I'm trying to solve $\sqrt{x^2 - 1} + x > 0$.

When I try this happens:

1. $\sqrt{x^2 - 1} > - x$
2. $x^2 - 1 > x^2$ (squared both sides)
3. $-1 > 0$

However, on Wolfram Alpha, it says that the answer is $x \ge 1$.

It seems to me that basic rules of algebra are simply breaking down here... what am I doing wrong?

• in step two, when you square $-x$, the outcome is $x^2$, not $-x^2$ Apr 25 '14 at 8:04
• point taken, but the answer still differs from Wolfram's. Apr 25 '14 at 8:05
• you can't square on both side if $x \geq 1$, because $\sqrt{x^2-1}$ is positive and $-x$ negative.
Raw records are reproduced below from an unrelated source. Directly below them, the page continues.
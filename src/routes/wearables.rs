use actix_web::{get, post, web, HttpResponse};
use sqlx::PgPool;

use crate::handlers::wearable_handler;
use crate::middleware::auth::Claims;
use crate::models::common::WindowQuery;
use crate::models::wearable::{
    ConnectRequest, DemoDataRequest, DisconnectRequest, FitbitCallbackRequest,
    IngestMetricRequest, TimeseriesQuery,
};
use crate::services::{FitbitService, GeminiService};

#[get("/status")]
async fn status(
    pool: web::Data<PgPool>,
    claims: web::ReqData<Claims>,
) -> HttpResponse {
    wearable_handler::wearable_status(pool, claims).await
}

#[post("/connect")]
async fn connect(
    pool: web::Data<PgPool>,
    fitbit: web::Data<FitbitService>,
    claims: web::ReqData<Claims>,
    data: web::Json<ConnectRequest>,
) -> HttpResponse {
    wearable_handler::connect_wearable(pool, fitbit, claims, data).await
}

#[post("/callback/fitbit")]
async fn fitbit_callback(
    pool: web::Data<PgPool>,
    fitbit: web::Data<FitbitService>,
    claims: web::ReqData<Claims>,
    data: web::Json<FitbitCallbackRequest>,
) -> HttpResponse {
    wearable_handler::fitbit_callback(pool, fitbit, claims, data).await
}

#[post("/disconnect")]
async fn disconnect(
    pool: web::Data<PgPool>,
    claims: web::ReqData<Claims>,
    data: Option<web::Json<DisconnectRequest>>,
) -> HttpResponse {
    wearable_handler::disconnect_wearable(pool, claims, data).await
}

#[post("/demo-data")]
async fn demo_data(
    pool: web::Data<PgPool>,
    claims: web::ReqData<Claims>,
    data: Option<web::Json<DemoDataRequest>>,
) -> HttpResponse {
    wearable_handler::generate_demo_data(pool, claims, data).await
}

#[post("/metrics")]
async fn ingest_metric(
    pool: web::Data<PgPool>,
    claims: web::ReqData<Claims>,
    data: web::Json<IngestMetricRequest>,
) -> HttpResponse {
    wearable_handler::ingest_metric(pool, claims, data).await
}

#[post("/sync")]
async fn sync(
    pool: web::Data<PgPool>,
    fitbit: web::Data<FitbitService>,
    claims: web::ReqData<Claims>,
) -> HttpResponse {
    wearable_handler::sync_wearable(pool, fitbit, claims).await
}

#[get("/summary")]
async fn summary(
    pool: web::Data<PgPool>,
    claims: web::ReqData<Claims>,
    query: web::Query<WindowQuery>,
) -> HttpResponse {
    wearable_handler::wearable_summary(pool, claims, query).await
}

#[get("/timeseries")]
async fn timeseries(
    pool: web::Data<PgPool>,
    claims: web::ReqData<Claims>,
    query: web::Query<TimeseriesQuery>,
) -> HttpResponse {
    wearable_handler::wearable_timeseries(pool, claims, query).await
}

#[get("/recommendations")]
async fn recommendations(
    pool: web::Data<PgPool>,
    gemini: web::Data<GeminiService>,
    claims: web::ReqData<Claims>,
    query: web::Query<WindowQuery>,
) -> HttpResponse {
    wearable_handler::wearable_recommendations(pool, gemini, claims, query).await
}
pub mod analytics_service;
pub mod chat_service;
pub mod demo_data;
pub mod fitbit_service;
pub mod gemini_service;
pub mod minio_service;
pub mod scheduler;

pub use fitbit_service::FitbitService;
pub use gemini_service::GeminiService;
pub use minio_service::MinIOService;
pub use scheduler::SchedulerService;
use crate::models::profile::UserProfile;

/// Render the non-empty profile fields as labeled lines, one per field.
///
/// A missing profile, or one where every field is empty, renders as "".
pub fn build_profile_context(profile: Option<&UserProfile>) -> String {
    let Some(profile) = profile else {
        return String::new();
    };

    // An age of zero is an unset form field
    let age = profile.age.filter(|a| *a > 0).map(|a| a.to_string());
    let fields: [(&str, Option<&str>); 7] = [
        ("Name", profile.full_name.as_deref()),
        ("Age", age.as_deref()),
        ("Gender", profile.gender.as_deref()),
        ("Medical History", profile.medical_history.as_deref()),
        ("Allergies", profile.allergies.as_deref()),
        ("Current Medications", profile.current_medications.as_deref()),
        ("Health Goals", profile.health_goals.as_deref()),
    ];

    fields
        .iter()
        .filter_map(|&(label, value)| {
            let value = value?.trim();
            if value.is_empty() {
                None
            } else {
                Some(format!("{}: {}", label, value))
            }
        })
        .collect::<Vec<_>>()
        .join("\n")
}
use tracing::Subscriber;
use tracing::subscriber::set_global_default;
use tracing_bunyan_formatter::{BunyanFormattingLayer, JsonStorageLayer};
use tracing_log::LogTracer;
use tracing_subscriber::fmt::MakeWriter;
use tracing_subscriber::{layer::SubscriberExt, EnvFilter, Registry};

/// Compose multiple layers into a `tracing` subscriber.
///
/// `RUST_LOG` wins over `env_filter` when it is set. The sink is generic so
/// tests can swap stdout for `std::io::sink`.
pub fn get_subscriber<Sink>(
    name: String,
    env_filter: String,
    sink: Sink,
) -> impl Subscriber + Send + Sync
where
    Sink: for<'a> MakeWriter<'a> + Send + Sync + 'static,
{
    let env_filter = EnvFilter::try_from_default_env()
        .unwrap_or_else(|_| EnvFilter::new(env_filter));
    let formatting_layer = BunyanFormattingLayer::new(name, sink);
    Registry::default()
        .with(env_filter)
        .with(JsonStorageLayer)
        .with(formatting_layer)
}

/// Register a subscriber as global default to process span data.
///
/// It should only be called once!
pub fn init_subscriber(subscriber: impl Subscriber + Send + Sync) {
    LogTracer::init().expect("Failed to set logger");
    set_global_default(subscriber).expect("Failed to set subscriber");
}
use actix_web::{web, HttpResponse};
use secrecy::ExposeSecret;
use serde_json::json;
use sqlx::PgPool;

use crate::config::jwt::JwtSettings;
use crate::db::users::find_user_by_username;
use crate::middleware::auth::{issue_token, Claims};
use crate::models::auth::{AuthResponse, AuthStatusResponse, Credentials};
use crate::utils::password::verify_password;

#[tracing::instrument(
    name = "Login user attempt",
    skip(login_form, pool, jwt_settings),
    fields(
        username = %login_form.username
    )
)]
pub async fn login_user(
    login_form: web::Json<Credentials>,
    pool: web::Data<PgPool>,
    jwt_settings: web::Data<JwtSettings>
) -> HttpResponse {
    let user = match find_user_by_username(&pool, login_form.username.trim()).await {
        Ok(Some(user)) => user,
        Ok(None) => {
            tracing::info!("User not found or invalid credentials");
            return invalid_credentials();
        }
        Err(e) => {
            tracing::error!("Database error occurred: {:?}", e);
            return HttpResponse::InternalServerError().finish();
        }
    };

    if !verify_password(login_form.password.expose_secret(), &user.password_hash) {
        tracing::info!("Invalid password");
        return invalid_credentials();
    }

    let token = match issue_token(user.id, &user.username, &jwt_settings) {
        Ok(t) => t,
        Err(e) => {
            tracing::error!("Error generating JWT token: {:?}", e);
            return HttpResponse::InternalServerError().finish();
        }
    };

    HttpResponse::Ok().json(AuthResponse {
        message: "Login successful".to_string(),
        username: user.username,
        token,
    })
}

fn invalid_credentials() -> HttpResponse {
    HttpResponse::Unauthorized().json(json!({
        "error": "Invalid credentials"
    }))
}

/// Tokens are stateless; the client drops its copy.
pub async fn logout_user() -> HttpResponse {
    HttpResponse::Ok().json(json!({
        "message": "Logged out successfully"
    }))
}

#[tracing::instrument(name = "Auth status", skip(claims), fields(username = %claims.username))]
pub async fn auth_status(claims: web::ReqData<Claims>) -> HttpResponse {
    HttpResponse::Ok().json(AuthStatusResponse {
        authenticated: true,
        username: Some(claims.username.clone()),
    })
}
Square function is decreasing on negative numbers, increasing on positive ones but you can't "automatically" compare a priori the square of a positive and a negative (think of $-2 < 1$ and $-0.5 < 1$ but $(-2)^2 = 4 > 1$ and $(-0.5)^2 = 0.25 < 1$). For the solution, please refer to JB King's anwser
– yago
Apr 25 '14 at 8:24

You have a first condition to satisfy, that is $$x^2-1\ge0$$ so that the square root exists. Thus, from now on, we assume this condition on $x$ holds.

After this preliminary, let's rewrite the inequation as $$\sqrt{x^2-1}>-x$$ There are two cases:

1. if $-x<0$, the inequality is clearly satisfied, because $\sqrt{x^2-1}\ge0$ by definition;

2. if $-x\ge0$, we can square both sides, because inequalities between positive numbers is preserved squaring or taking the square root.
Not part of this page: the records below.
use crate::context::Context;
use crate::error::LogError;
use crate::level::Severity;
use crate::sink::LogSink;
use std::io::{self, Write};
use std::sync::{Arc, Mutex, MutexGuard, PoisonError};

/// [`LogSink`] over any byte stream.
///
/// Writes are serialized by an internal lock and each record goes out with
/// a single `write_all` followed by `flush`, so records never interleave
/// and nothing sits in a buffer after the call returns. Records below
/// `min_level` are dropped here rather than in the facade.
pub struct WriterSink {
    out: Mutex<Box<dyn Write + Send>>,
    min_level: Severity,
}

impl WriterSink {
    pub fn new(out: Box<dyn Write + Send>, min_level: Severity) -> Self {
        WriterSink { out: Mutex::new(out), min_level }
    }

    /// Sink over the process's standard output.
    pub fn stdout(min_level: Severity) -> Self {
        Self::new(Box::new(io::stdout()), min_level)
    }

    /// Sink over the process's standard error.
    pub fn stderr(min_level: Severity) -> Self {
        Self::new(Box::new(io::stderr()), min_level)
    }

    pub fn min_level(&self) -> Severity {
        self.min_level
    }
}

impl LogSink for WriterSink {
    fn enabled(&self, level: Severity) -> bool {
        level >= self.min_level
    }

    fn write(&self, _ctx: &Context, level: Severity, line: &[u8]) -> Result<(), LogError> {
        if !self.enabled(level) {
            return Ok(());
        }

        // A panic mid-write can only leave a partial line behind; the
        // stream itself is still usable.
        let mut out = self.out.lock().unwrap_or_else(PoisonError::into_inner);
        out.write_all(line)?;
        out.flush()?;
        Ok(())
    }
}

/// Clonable in-memory byte stream.
///
/// Every clone appends to the same buffer, which makes it a convenient
/// `out` for [`LogFacade::new`](crate::facade::LogFacade::new) when the
/// records need to be read back.
#[derive(Clone, Debug, Default)]
pub struct SharedBuffer {
    inner: Arc<Mutex<Vec<u8>>>,
}

impl SharedBuffer {
    pub fn new() -> Self {
        Self::default()
    }

    fn buf(&self) -> MutexGuard<'_, Vec<u8>> {
        self.inner.lock().unwrap_or_else(PoisonError::into_inner)
    }

    /// Snapshot of everything written so far, lossily decoded as UTF-8.
    pub fn contents(&self) -> String {
        String::from_utf8_lossy(&self.buf()).into_owned()
    }

    /// Snapshot split into lines, without terminators.
    pub fn lines(&self) -> Vec<String> {
        self.contents().lines().map(str::to_owned).collect()
    }

    pub fn clear(&self) {
        self.buf().clear();
    }
}

impl Write for SharedBuffer {
    fn write(&mut self, data: &[u8]) -> io::Result<usize> {
        self.buf().extend_from_slice(data);
        Ok(data.len())
    }

    fn flush(&mut self) -> io::Result<()> {
        Ok(())
    }
}
use crate::context::Context;
use crate::error::LogError;
use crate::level::Severity;

/// Destination for encoded records produced by the facade.
///
/// Implementations own level filtering and must keep each `write` atomic:
/// two concurrent calls may never interleave their bytes.
pub trait LogSink: Send + Sync {
    /// Whether records at `level` would be written at all.
    ///
    /// The facade asks this before building a record so disabled levels
    /// cost nothing. Default implementation accepts every level.
    fn enabled(&self, _level: Severity) -> bool {
        true
    }

    /// Write one encoded record.
    ///
    /// **Parameters**
    /// - `ctx`: the caller's context, passed through untouched.
    /// - `level`: severity of the record, for sinks that filter.
    /// - `line`: one JSON object terminated by `\n`.
    ///
    /// **Returns**
    /// - `Ok(())` if the record was written or deliberately filtered out.
    /// - `Err(..)` if the underlying stream rejected the write.
    fn write(&self, ctx: &Context, level: Severity, line: &[u8]) -> Result<(), LogError>;
}
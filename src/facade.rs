use crate::context::{Context, BACKGROUND};
use crate::error::LogError;
use crate::level::Severity;
use crate::record::{Fields, LogRecord, Payload};
use crate::sink::LogSink;
use crate::writer::WriterSink;
use serde_json::Value;
use std::borrow::Cow;
use std::fmt;
use std::io::Write;
use std::sync::atomic::{AtomicU64, Ordering};
use std::sync::Arc;

/// Leveled logging interface applications call through.
///
/// Every method takes an optional [`Context`] that is handed to the sink
/// as-is; `None` stands for [`Context::background`]. Three call shapes are
/// offered at each severity:
///
/// - plain: `info(ctx, "msg", &[json!(1), json!("x")])` puts the arguments
///   under `data` in call order;
/// - fields: `info_with_fields(ctx, "msg", &fields)` writes each entry as
///   its own top-level key;
/// - formatted: `infof(ctx, format_args!("user {}", id))` interpolates
///   into `msg` and writes no `data`.
pub trait Logger: Send + Sync {
    fn log(&self, ctx: Option<&Context>, level: Severity, msg: &str, args: &[Value]);

    fn log_with_fields(&self, ctx: Option<&Context>, level: Severity, msg: &str, fields: &Fields);

    fn logf(&self, ctx: Option<&Context>, level: Severity, args: fmt::Arguments<'_>);

    fn debug(&self, ctx: Option<&Context>, msg: &str, args: &[Value]) {
        self.log(ctx, Severity::Debug, msg, args)
    }

    fn info(&self, ctx: Option<&Context>, msg: &str, args: &[Value]) {
        self.log(ctx, Severity::Info, msg, args)
    }

    fn warn(&self, ctx: Option<&Context>, msg: &str, args: &[Value]) {
        self.log(ctx, Severity::Warn, msg, args)
    }

    fn error(&self, ctx: Option<&Context>, msg: &str, args: &[Value]) {
        self.log(ctx, Severity::Error, msg, args)
    }

    fn debug_with_fields(&self, ctx: Option<&Context>, msg: &str, fields: &Fields) {
        self.log_with_fields(ctx, Severity::Debug, msg, fields)
    }

    fn info_with_fields(&self, ctx: Option<&Context>, msg: &str, fields: &Fields) {
        self.log_with_fields(ctx, Severity::Info, msg, fields)
    }

    fn warn_with_fields(&self, ctx: Option<&Context>, msg: &str, fields: &Fields) {
        self.log_with_fields(ctx, Severity::Warn, msg, fields)
    }

    fn error_with_fields(&self, ctx: Option<&Context>, msg: &str, fields: &Fields) {
        self.log_with_fields(ctx, Severity::Error, msg, fields)
    }

    fn debugf(&self, ctx: Option<&Context>, args: fmt::Arguments<'_>) {
        self.logf(ctx, Severity::Debug, args)
    }

    fn infof(&self, ctx: Option<&Context>, args: fmt::Arguments<'_>) {
        self.logf(ctx, Severity::Info, args)
    }

    fn warnf(&self, ctx: Option<&Context>, args: fmt::Arguments<'_>) {
        self.logf(ctx, Severity::Warn, args)
    }

    fn errorf(&self, ctx: Option<&Context>, args: fmt::Arguments<'_>) {
        self.logf(ctx, Severity::Error, args)
    }
}

/// JSON-emitting [`Logger`] bound to one service name and one sink.
///
/// Cloning is cheap and every clone shares the sink and the dropped-write
/// counter. The facade itself holds no lock: records are built from
/// call-local data and the sink serializes the final write.
#[derive(Clone)]
pub struct LogFacade {
    service: Arc<str>,
    sink: Arc<dyn LogSink>,
    /// Writes that failed at the sink and were discarded.
    dropped_writes: Arc<AtomicU64>,
}

impl LogFacade {
    /// Create a facade writing to `out`, or to standard output when `out`
    /// is `None`. Records below `min_level` are dropped by the sink.
    ///
    /// An empty `service_name` is accepted and produces records with an
    /// empty `service`; [`FacadeConfig::build`](crate::config::FacadeConfig::build)
    /// rejects it.
    pub fn new(
        service_name: impl Into<String>,
        min_level: Severity,
        out: Option<Box<dyn Write + Send>>,
    ) -> Self {
        let sink = match out {
            Some(out) => WriterSink::new(out, min_level),
            None => WriterSink::stdout(min_level),
        };
        Self::with_sink(service_name, Arc::new(sink))
    }

    /// Create a facade over a custom [`LogSink`]. Level filtering is up to
    /// the sink.
    pub fn with_sink(service_name: impl Into<String>, sink: Arc<dyn LogSink>) -> Self {
        let service: String = service_name.into();
        LogFacade {
            service: Arc::from(service),
            sink,
            dropped_writes: Arc::new(AtomicU64::new(0)),
        }
    }

    pub fn service_name(&self) -> &str {
        &self.service
    }

    /// Number of records lost to sink write failures across all clones.
    pub fn dropped_writes(&self) -> u64 {
        self.dropped_writes.load(Ordering::Relaxed)
    }

    /// Like [`Logger::log`] but reports a failed write to the caller.
    pub fn try_log(
        &self,
        ctx: Option<&Context>,
        level: Severity,
        msg: &str,
        args: &[Value],
    ) -> Result<(), LogError> {
        self.emit(ctx, level, || (Cow::Borrowed(msg), Payload::Data(args)))
    }

    /// Like [`Logger::log_with_fields`] but reports a failed write.
    pub fn try_log_with_fields(
        &self,
        ctx: Option<&Context>,
        level: Severity,
        msg: &str,
        fields: &Fields,
    ) -> Result<(), LogError> {
        self.emit(ctx, level, || (Cow::Borrowed(msg), Payload::Fields(fields)))
    }

    /// Like [`Logger::logf`] but reports a failed write.
    pub fn try_logf(
        &self,
        ctx: Option<&Context>,
        level: Severity,
        args: fmt::Arguments<'_>,
    ) -> Result<(), LogError> {
        self.emit(ctx, level, || (Cow::Owned(fmt::format(args)), Payload::Empty))
    }

    fn emit<'a, F>(&self, ctx: Option<&Context>, level: Severity, build: F) -> Result<(), LogError>
    where
        F: FnOnce() -> (Cow<'a, str>, Payload<'a>),
    {
        if !self.sink.enabled(level) {
            return Ok(());
        }

        let (msg, payload) = build();
        let record = LogRecord::now(level, msg, &self.service, payload);
        let line = record.encode_line()?;
        self.sink.write(ctx.unwrap_or(&BACKGROUND), level, &line)
    }

    fn discard(&self, result: Result<(), LogError>) {
        if result.is_err() {
            self.dropped_writes.fetch_add(1, Ordering::Relaxed);
        }
    }
}

impl Logger for LogFacade {
    fn log(&self, ctx: Option<&Context>, level: Severity, msg: &str, args: &[Value]) {
        self.discard(self.try_log(ctx, level, msg, args));
    }

    fn log_with_fields(&self, ctx: Option<&Context>, level: Severity, msg: &str, fields: &Fields) {
        self.discard(self.try_log_with_fields(ctx, level, msg, fields));
    }

    fn logf(&self, ctx: Option<&Context>, level: Severity, args: fmt::Arguments<'_>) {
        self.discard(self.try_logf(ctx, level, args));
    }
}

impl fmt::Debug for LogFacade {
    fn fmt(&self, f: &mut fmt::Formatter<'_>) -> fmt::Result {
        f.debug_struct("LogFacade")
            .field("service", &self.service)
            .field("dropped_writes", &self.dropped_writes())
            .finish_non_exhaustive()
    }
}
In case 2 we get the false inequality $-1>0$, so the second case doesn't provide solutions; hence we remain with only the first case, that is, the system \begin{cases} x^2-1\ge0\\ -x<0 \end{cases} that is satisfied for $x\ge1$.
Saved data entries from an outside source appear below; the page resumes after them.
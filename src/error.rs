use std::io;

/// Failure while emitting a single record.
///
/// Leveled calls on [`LogFacade`](crate::facade::LogFacade) drop these;
/// the `try_*` variants return them.
#[derive(thiserror::Error, Debug)]
pub enum LogError {
    #[error("failed to encode log record: {0}")]
    Encode(#[from] serde_json::Error),

    #[error("log sink write failed: {0}")]
    SinkWrite(#[from] io::Error),
}
use std::sync::Arc;

use json_log_facade::{Context, LogError, LogFacade, LogSink, Logger, Severity};

/// Example of plugging in a completely custom destination by implementing
/// the `LogSink` trait directly. Imagine this forwards to some proprietary
/// collector for which this crate does not provide a built-in sink.
struct PrefixedStderrSink {
    min_level: Severity,
}

impl LogSink for PrefixedStderrSink {
    fn enabled(&self, level: Severity) -> bool {
        level >= self.min_level
    }

    fn write(&self, ctx: &Context, level: Severity, line: &[u8]) -> Result<(), LogError> {
        if ctx.is_cancelled() {
            return Ok(());
        }
        // eprint! takes the stderr lock for the whole line.
        eprint!("[my-collector {}] {}", level, String::from_utf8_lossy(line));
        Ok(())
    }
}

fn main() {
    let sink: Arc<dyn LogSink> = Arc::new(PrefixedStderrSink { min_level: Severity::Info });
    let logger = LogFacade::with_sink("custom-sink-example", sink);

    logger.debug(None, "filtered by the sink", &[]);
    logger.info(None, "custom sink example started", &[]);
    logger.errorf(None, format_args!("simulated failure talking to {}", "my-collector"));

    let (ctx, cancel) = Context::with_cancel();
    cancel.cancel();
    logger.error(Some(&ctx), "skipped by this sink because the context is cancelled", &[]);
}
• @JBKing Really? Is $(1/4)^2-1\ge0$? I don't think so. I have set $x^2-1\ge0$ to begin with, so that I don't have to bother with checking whether the square root exists. Apr 25 '14 at 9:12
• If you are putting things together, then state it that way instead of leaving things open to interpretation. Apr 25 '14 at 9:18

Indeed, look at the domain of your square root function. That might shed some light. Infact, if you look at the graph of $(\sqrt{2}x + 1)(\sqrt{2}x -1) = 2x^2 - 1$ and look at the condition that the inequality must be strictly positive E.g the inequality won't be satisfied for negative $x$ coupled with the domain condition. I think this is because the $|\sqrt{x^2-1}|\leq|x|$, You will see very clearly whats going on. Anyways, it will be your job to verify.

• To answer your concerns from your recently-deleted comment, rep doesn't decay, but you can also lose rep if someone who has upvoted you deletes their account. If you look at your rep page, that's what happened with you. Cheers. Jun 8 '14 at 19:40

Let's break this down into 3 cases:

1. $x\geq1$. In this case, the square root will evaluate to at least zero and the other term is positive, thus the sum is greater than zero.

2. $-1< x<1$. In this case, the square root doesn't evaluate to a real value and thus I'm not sure how this should be handled. Is $i>0$?

3. $x\leq-1$. In this case, the $x$ term will be larger and thus the sum is negative as one could plug in $x=-1,-2,$ or $-3$ to see this.

The squaring function with inequalities has some rules to consider:

$1>-2$ but $1<4$ as a relatively simple example to consider. In multiplying one side by a negative value, you change the inequality direction potentially. Another example would be $5>-2$ and $25>4$ so it isn't a sure thing unless one uses absolute values.

Ask Dr. Math notes the following that may be useful:

The inequality has to be turned around when you multiply by a negative number, since that essentially flips the whole number line around, reversing the order of everything. But squaring or raising to a higher power doesn't work that way; you can't always obtain an equivalent inequality at all.

For example, suppose you know that a < b. Perhaps a is -2 and b is 1; or perhaps a is -1 and b is 2. What happens when we square each of these numbers?

-2 < 1 becomes 4 > 1; the square of -2 is GREATER than the square of 1

-1 < 2 becomes 1 < 4; the square of -1 is LESS than the square of 2

So whether the inequality is reversed depends on the specific numbers you have, in particular on their absolute values. We can't say something like

if a < b, then a^2 < b^2

All we can say is

if |a| < |b|, then a^2 < b^2

So your question is in a sense invalid: yes, we can determine whether the square of this is less than the square of that, but the result is not derived in any way from the given inequality. We aren't really turning anything around at all.

Thus, before you square, consider $\sqrt{x^2-1}$ and $x$ in absolute values which changes things considerably on your second line.

• Thank you, but my question is about solving it algebraically. Why can't i apply the rules of algebra to this problem? Apr 25 '14 at 8:25
• Thank you. I understand now. Apr 25 '14 at 13:13